Art politique ou art de désobéir ?
Le 14 février 2013, le sénateur socialiste et ancien secrétaire général du Syndicat de la magistrature Jean-Pierre Michel déclarait : « Ce qui est juste, c’est ce que dit la loi. Voilà, c’est tout. Et la loi ne se réfère pas à un ordre naturel. Elle se réfère à un rapport de force à un moment donné. Et point final. C’est le point de vue marxiste de la loi. » Si, par bien des aspects, ces paroles ont un côté effrayant, elles n’en demeurent pour autant pas si éloignées d’une certaine pratique de la politique. Effrayantes, indubitablement elles le sont, surtout lorsque l’on relit Eichmann (officier nazi qui, lors de son procès, clama n’avoir fait que respecter les lois du IIIe Reich) à Jérusalem : Rapport sur la banalité du mal d’Hannah Arendt, ouvrage ayant démontré les limites du légalisme. Que faire face à une loi injuste ? Constitutionnaliser la désobéissance civile comme le suggérait Hannah Arendt en 1971 afin d’inverser le rapport de force en présence et mieux pallier les carences de la démocratie moderne ?
Si, en France, la désobéissance civile ne fait pas encore partie du bloc de constitutionnalité, au regard de l’histoire du siècle écoulé, il paraît évident que ce mode d’action a été celui qui a été le plus usité pour peser dans le débat public. On peut par exemple penser au travail mené par le Conseil Représentatif des Institutions juives de France en vue de défendre les droits et intérêts de la communauté juive de France, à celui des associations LGBT défendant les homosexuels, à celui des associations venant en aide aux migrants ou encore au mouvement des Gilets jaunes afin de lutter contre la vie chère. Toutefois, l’on peut regretter que les pionniers de ces différents combats aient parfois dû le payer de leur vie ou qu’ils aient été emprisonnés, alors victimes d’antisémitisme, d’homophobie ou de xénophobie.

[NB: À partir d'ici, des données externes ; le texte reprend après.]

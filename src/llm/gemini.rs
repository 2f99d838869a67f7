use super::{GenerationBackend, GenerationOptions};
use crate::error::GenerationError;
use serde::{Deserialize, Serialize};

pub(crate) const DEFAULT_BASE_URL: &str = "https://generativelanguage.googleapis.com/v1beta";

const NAME: &str = "gemini";

/// Google Gemini `generateContent` backend
pub struct GeminiBackend {
    client: reqwest::Client,
    base_url: String,
    api_key: String,
    model: String,
    options: GenerationOptions,
}

#[derive(Serialize)]
#[serde(rename_all = "camelCase")]
struct GenerateRequest<'a> {
    #[serde(skip_serializing_if = "Option::is_none")]
    system_instruction: Option<Content<'a>>,
    contents: Vec<Content<'a>>,
    generation_config: GenerationConfig,
}

#[derive(Serialize)]
struct Content<'a> {
    #[serde(skip_serializing_if = "Option::is_none")]
    role: Option<&'a str>,
    parts: Vec<RequestPart<'a>>,
}

#[derive(Serialize)]
struct RequestPart<'a> {
    text: &'a str,
}

#[derive(Serialize)]
#[serde(rename_all = "camelCase")]
struct GenerationConfig {
    temperature: f32,
    max_output_tokens: u32,
    #[serde(skip_serializing_if = "Option::is_none")]
    thinking_config: Option<ThinkingConfig>,
}

#[derive(Serialize)]
#[serde(rename_all = "camelCase")]
struct ThinkingConfig {
    thinking_budget: u32,
}

#[derive(Deserialize)]
struct GenerateResponse {
    #[serde(default)]
    candidates: Vec<Candidate>,
}

#[derive(Deserialize)]
struct Candidate {
    content: Option<CandidateContent>,
}

#[derive(Deserialize)]
struct CandidateContent {
    #[serde(default)]
    parts: Vec<ResponsePart>,
}

#[derive(Deserialize)]
struct ResponsePart {
    #[serde(default)]
    text: Option<String>,
}

impl GeminiBackend {
    pub fn new(
        client: reqwest::Client,
        base_url: &str,
        api_key: &str,
        model: &str,
        options: GenerationOptions,
    ) -> Self {
        Self {
            client,
            base_url: base_url.trim_end_matches('/').to_string(),
            api_key: api_key.to_string(),
            model: model.to_string(),
            options,
        }
    }

    fn url(&self) -> String {
        format!("{}/models/{}:generateContent", self.base_url, self.model)
    }

    fn request<'a>(&self, system_prompt: &'a str, user_message: &'a str) -> GenerateRequest<'a> {
        // Flash models spend output tokens on thinking unless told not to,
        // which starves short answers such as a yes/no judgement
        let thinking_config = self
            .model
            .contains("flash")
            .then_some(ThinkingConfig { thinking_budget: 0 });

        let system_instruction = (!system_prompt.trim().is_empty()).then(|| Content {
            role: None,
            parts: vec![RequestPart {
                text: system_prompt,
            }],
        });

        GenerateRequest {
            system_instruction,
            contents: vec![Content {
                role: Some("user"),
                parts: vec![RequestPart { text: user_message }],
            }],
            generation_config: GenerationConfig {
                temperature: self.options.temperature,
                max_output_tokens: self.options.max_tokens,
                thinking_config,
            },
        }
    }
}

/// Concatenate the text parts of the first candidate
fn extract_text(response: GenerateResponse) -> Option<String> {
    let text: String = response
        .candidates
        .into_iter()
        .next()?
        .content?
        .parts
        .into_iter()
        .filter_map(|p| p.text)
        .collect();
    (!text.trim().is_empty()).then_some(text)
}

#[async_trait::async_trait]
impl GenerationBackend for GeminiBackend {
    fn name(&self) -> &str {
        NAME
    }

    async fn generate(
        &self,
        system_prompt: &str,
        user_message: &str,
    ) -> Result<String, GenerationError> {
        let request = self.request(system_prompt, user_message);
        tracing::debug!("Gemini request to model {}", self.model);

        let resp = self
            .client
            .post(self.url())
            .header("x-goog-api-key", &self.api_key)
            .json(&request)
            .send()
            .await
            .map_err(|e| GenerationError::RequestFailed {
                backend: NAME.to_string(),
                reason: e.to_string(),
            })?;

        if !resp.status().is_success() {
            let status = resp.status().as_u16();
            let body = resp.text().await.unwrap_or_default();
            return Err(GenerationError::HttpStatus {
                backend: NAME.to_string(),
                status,
                body,
            });
        }

        let body: GenerateResponse =
            resp.json()
                .await
                .map_err(|e| GenerationError::RequestFailed {
                    backend: NAME.to_string(),
                    reason: format!("invalid response body: {}", e),
                })?;

        extract_text(body).ok_or_else(|| GenerationError::EmptyResponse(NAME.to_string()))
    }
}

#[cfg(test)]
mod tests {
    use super::*;

    fn backend(model: &str) -> GeminiBackend {
        GeminiBackend::new(
            reqwest::Client::new(),
            "https://example.test/v1beta/",
            "key",
            model,
            GenerationOptions::new(0.3, 500),
        )
    }

    #[test]
    fn test_url() {
        assert_eq!(
            backend("gemini-2.5-flash").url(),
            "https://example.test/v1beta/models/gemini-2.5-flash:generateContent"
        );
    }

    #[test]
    fn test_request_shape() {
        let json = serde_json::to_value(backend("gemini-2.5-flash").request("sys", "user")).unwrap();

        assert_eq!(json["systemInstruction"]["parts"][0]["text"], "sys");
        assert!(json["systemInstruction"].get("role").is_none());
        assert_eq!(json["contents"][0]["role"], "user");
        assert_eq!(json["contents"][0]["parts"][0]["text"], "user");
        assert_eq!(json["generationConfig"]["maxOutputTokens"], 500);
        assert_eq!(
            json["generationConfig"]["thinkingConfig"]["thinkingBudget"],
            0
        );
    }

    #[test]
    fn test_request_omits_empty_system_instruction() {
        let json = serde_json::to_value(backend("gemini-2.5-flash").request("", "u")).unwrap();
        assert!(json.get("systemInstruction").is_none());
    }

    #[test]
    fn test_request_without_thinking_config() {
        let json = serde_json::to_value(backend("gemini-2.5-pro").request("s", "u")).unwrap();
        assert!(json["generationConfig"].get("thinkingConfig").is_none());
    }

    #[test]
    fn test_extract_text() {
        let response: GenerateResponse = serde_json::from_str(
            r#"{"candidates":[{"content":{"parts":[{"text":"def a():"},{"text":" pass"}],"role":"model"}}]}"#,
        )
        .unwrap();
        assert_eq!(extract_text(response).as_deref(), Some("def a(): pass"));
    }

    #[test]
    fn test_extract_text_empty() {
        let response: GenerateResponse = serde_json::from_str(r#"{"candidates":[]}"#).unwrap();
        assert!(extract_text(response).is_none());

        let response: GenerateResponse =
            serde_json::from_str(r#"{"candidates":[{"finishReason":"SAFETY"}]}"#).unwrap();
        assert!(extract_text(response).is_none());
    }
}
//! Query translation for description search
//!
//! Descriptions are indexed in English, so a Korean query is translated before
//! it is embedded. Translation is best effort: any failure returns the input.

use crate::llm::GenerationBackend;
use regex::Regex;
use std::collections::{HashMap, VecDeque};
use std::sync::{Arc, LazyLock, Mutex};

const TRANSLATION_INSTRUCTION: &str = "You translate Korean code-search queries into natural English.

Rules:
- Keep programming terms, identifiers and library names in English as they are
- Be concise; the result is used as a search query
- Return only the English translation, without explanations or quotes";

// Hangul syllables, jamo and compatibility jamo
static HANGUL: LazyLock<Regex> = LazyLock::new(|| {
    Regex::new(r"[\x{AC00}-\x{D7A3}\x{1100}-\x{11FF}\x{3130}-\x{318F}]")
        .expect("valid hangul pattern")
});

/// True when the text contains Korean script
pub fn contains_hangul(text: &str) -> bool {
    HANGUL.is_match(text)
}

#[async_trait::async_trait]
pub trait Translator: Send + Sync {
    fn is_available(&self) -> bool;

    /// Translate to English, returning the input unchanged when no translation applies
    async fn translate(&self, text: &str) -> String;
}

/// Translator used when none is configured
#[derive(Debug, Clone, Copy, Default)]
pub struct PassthroughTranslator;

#[async_trait::async_trait]
impl Translator for PassthroughTranslator {
    fn is_available(&self) -> bool {
        false
    }

    async fn translate(&self, text: &str) -> String {
        text.to_string()
    }
}

/// Insertion-ordered cache that drops its oldest half once over capacity
#[derive(Debug, Default)]
struct TranslationCache {
    entries: HashMap<String, String>,
    order: VecDeque<String>,
    max_entries: usize,
}

impl TranslationCache {
    fn new(max_entries: usize) -> Self {
        Self {
            entries: HashMap::new(),
            order: VecDeque::new(),
            max_entries,
        }
    }

    fn get(&self, key: &str) -> Option<String> {
        self.entries.get(key).cloned()
    }

    fn insert(&mut self, key: String, value: String) {
        if self.entries.insert(key.clone(), value).is_none() {
            self.order.push_back(key);
        }

        if self.entries.len() > self.max_entries {
            let evict = self.max_entries / 2;
            for old in self.order.drain(..evict.min(self.order.len())) {
                self.entries.remove(&old);
            }
            tracing::info!("Translation cache pruned to {} entries", self.entries.len());
        }
    }

    fn len(&self) -> usize {
        self.entries.len()
    }

    fn clear(&mut self) {
        self.entries.clear();
        self.order.clear();
    }
}

/// Translates Korean queries with a generation backend
pub struct LlmTranslator {
    backend: Option<Arc<dyn GenerationBackend>>,
    available: bool,
    cache: Mutex<TranslationCache>,
}

impl LlmTranslator {
    pub fn new(
        backend: Option<Arc<dyn GenerationBackend>>,
        enabled: bool,
        cache_max_entries: usize,
    ) -> Self {
        let available = enabled && backend.is_some();
        if enabled && !available {
            tracing::warn!("Translation enabled but no generation backend, disabling");
        }
        Self {
            backend,
            available,
            cache: Mutex::new(TranslationCache::new(cache_max_entries)),
        }
    }

    pub fn cache_len(&self) -> usize {
        self.cache.lock().map(|c| c.len()).unwrap_or(0)
    }

    pub fn clear_cache(&self) {
        if let Ok(mut cache) = self.cache.lock() {
            let previous = cache.len();
            cache.clear();
            tracing::info!("Translation cache cleared ({} entries removed)", previous);
        }
    }

    fn cached(&self, text: &str) -> Option<String> {
        self.cache.lock().ok().and_then(|c| c.get(text))
    }

    fn remember(&self, text: &str, translated: &str) {
        if let Ok(mut cache) = self.cache.lock() {
            cache.insert(text.to_string(), translated.to_string());
        }
    }
}

#[async_trait::async_trait]
impl Translator for LlmTranslator {
    fn is_available(&self) -> bool {
        self.available
    }

    async fn translate(&self, text: &str) -> String {
        if text.trim().is_empty() || !contains_hangul(text) {
            return text.to_string();
        }
        let Some(backend) = self.backend.as_ref().filter(|_| self.available) else {
            return text.to_string();
        };

        if let Some(hit) = self.cached(text) {
            tracing::debug!("Using cached translation for: {}", text);
            return hit;
        }

        match backend.generate(TRANSLATION_INSTRUCTION, text).await {
            Ok(answer) => {
                let translated = answer.trim().trim_matches('"').trim().to_string();
                if translated.is_empty() {
                    return text.to_string();
                }
                tracing::info!("Translated query '{}' -> '{}'", text, translated);
                self.remember(text, &translated);
                translated
            }
            Err(e) => {
                tracing::warn!("Query translation failed, using original: {}", e);
                text.to_string()
            }
        }
    }
}
//! # Codebase RAG - Multi-stage Code Retrieval
//!
//! A retrieval core for code search over vector-indexed codebases, usable as a
//! library or through a Model Context Protocol (MCP) server.
//!
//! ## Overview
//!
//! Natural-language questions about code rarely share vocabulary with the code
//! that answers them. Codebase RAG combines several strategies to close that gap:
//! plain semantic search, lexical keyword scoring, search over natural-language
//! descriptions of each chunk (with Korean queries translated first), and HyDE,
//! which generates hypothetical code for the query and searches with that.
//! Results from two strategies can be fused with Reciprocal Rank Fusion, then
//! reranked with code-aware heuristics and filtered for confidence and diversity.
//!
//! ## Key Features
//!
//! - **Semantic Search**: FastEmbed (multilingual-e5-small by default) for local embeddings
//! - **Hybrid Search**: semantic + keyword, or HyDE + description, fused with weighted RRF
//! - **HyDE**: single-stage and two-stage (codebase-aware) hypothetical code generation
//!   via Gemini or any OpenAI-compatible endpoint
//! - **Reranking**: name, description, chunk type and path signals blended with vector similarity
//! - **Graceful Degradation**: every optional stage falls back instead of failing the search
//! - **Storage**: LanceDB (embedded, default) or an in-memory index
//!
//! ## Architecture
//!
//! ```text
//!  MCP client ── stdio ── RagMcpServer
//!                              │
//!                          RagClient ── Config, ContextBuilder
//!                              │
//!                         SearchEngine
//!        ┌───────────┬─────────┼──────────┬─────────────┐
//!   Embedding    VectorIndex  HydeGenerator Translator  RelevanceJudge
//!   Service      (Lance/mem)        └──── GenerationBackend ────┘
//! ```
//!
//! ## Modules
//!
//! - [`mcp_server`]: MCP protocol server with tools and prompts
//! - [`client`]: library entry point owning configuration and collaborators
//! - [`search`]: routing of each search type onto the retrieval stages
//! - [`retrieval`]: fusion, reranking, filters, HyDE, translation, judging, context
//! - [`embedding`]: embedding providers and the cached embedding service
//! - [`vector_db`]: vector index abstraction (LanceDB and in-memory)
//! - [`llm`]: text generation backends (Gemini, OpenAI-compatible)
//! - [`cache`]: persistent embedding cache
//! - [`config`]: configuration management with environment variable support
//! - [`types`]: request/response types with JSON schema
//! - [`error`]: error types
//! - [`paths`]: platform-specific paths
//!
//! ## Usage Example
//!
//! ```no_run
//! use codebase_rag::{Config, RagClient, SearchRequest, SearchType};
//!
//! #[tokio::main]
//! async fn main() -> anyhow::Result<()> {
//!     let client = RagClient::with_config(Config::new()?).await?;
//!
//!     let mut request = SearchRequest::new("where are passwords hashed", "backend");
//!     request.search_type = SearchType::HydeFull;
//!     request.use_reranking = true;
//!
//!     let response = client.search(request).await?;
//!     if let Some(context) = response.context {
//!         println!("{}", context);
//!     }
//!     Ok(())
//! }
//! ```

/// Persistent content-addressed embedding cache
pub mod cache;

/// Library client owning configuration and collaborators
pub mod client;

/// Configuration management with environment variable overrides
pub mod config;

/// Embedding generation using FastEmbed
pub mod embedding;

/// Error types and utilities
pub mod error;

/// Text generation backends for HyDE, translation and relevance judging
pub mod llm;

/// MCP server implementation with tools and prompts
pub mod mcp_server;

/// Platform-specific data, cache and config paths
pub mod paths;

/// Retrieval stages: fusion, reranking, filtering, HyDE, translation, judging, context
pub mod retrieval;

/// Search orchestration across retrieval strategies
pub mod search;

/// Request/response types with JSON schema definitions
pub mod types;

/// Vector index abstraction supporting LanceDB and an in-memory index
pub mod vector_db;

pub use client::RagClient;
pub use config::Config;
pub use error::{RagError, SearchError};
pub use search::{SearchEngine, SearchSettings};
pub use types::{
    ChunkRecord, ChunkType, IndexChunksRequest, IndexChunksResponse, SearchFilters,
    SearchRequest, SearchResponse, SearchResult, SearchType,
};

Au regard de cette réflexion, la question qui se pose est donc la suivante : l’art politique doit-il, dans un premier temps, consister à désobéir, à prêcher dans le désert, à être emprisonné, voire tué, pour pouvoir, par la suite, mieux triompher ?
Que penser aussi des hommes et femmes politiques ayant eu recours à la désobéissance civile durant leur jeunesse, qui, une fois au pouvoir, demandent à leurs concitoyens de ne pas désobéir aux lois qu’ils votent ? Se pose alors un véritable problème de crédibilité de la parole politique…
En outre, cette manière de concevoir la politique comme un art de désobéir, conduit chacun à penser qu’il a raison trop tôt, persuadé que l’histoire lui donnera raison…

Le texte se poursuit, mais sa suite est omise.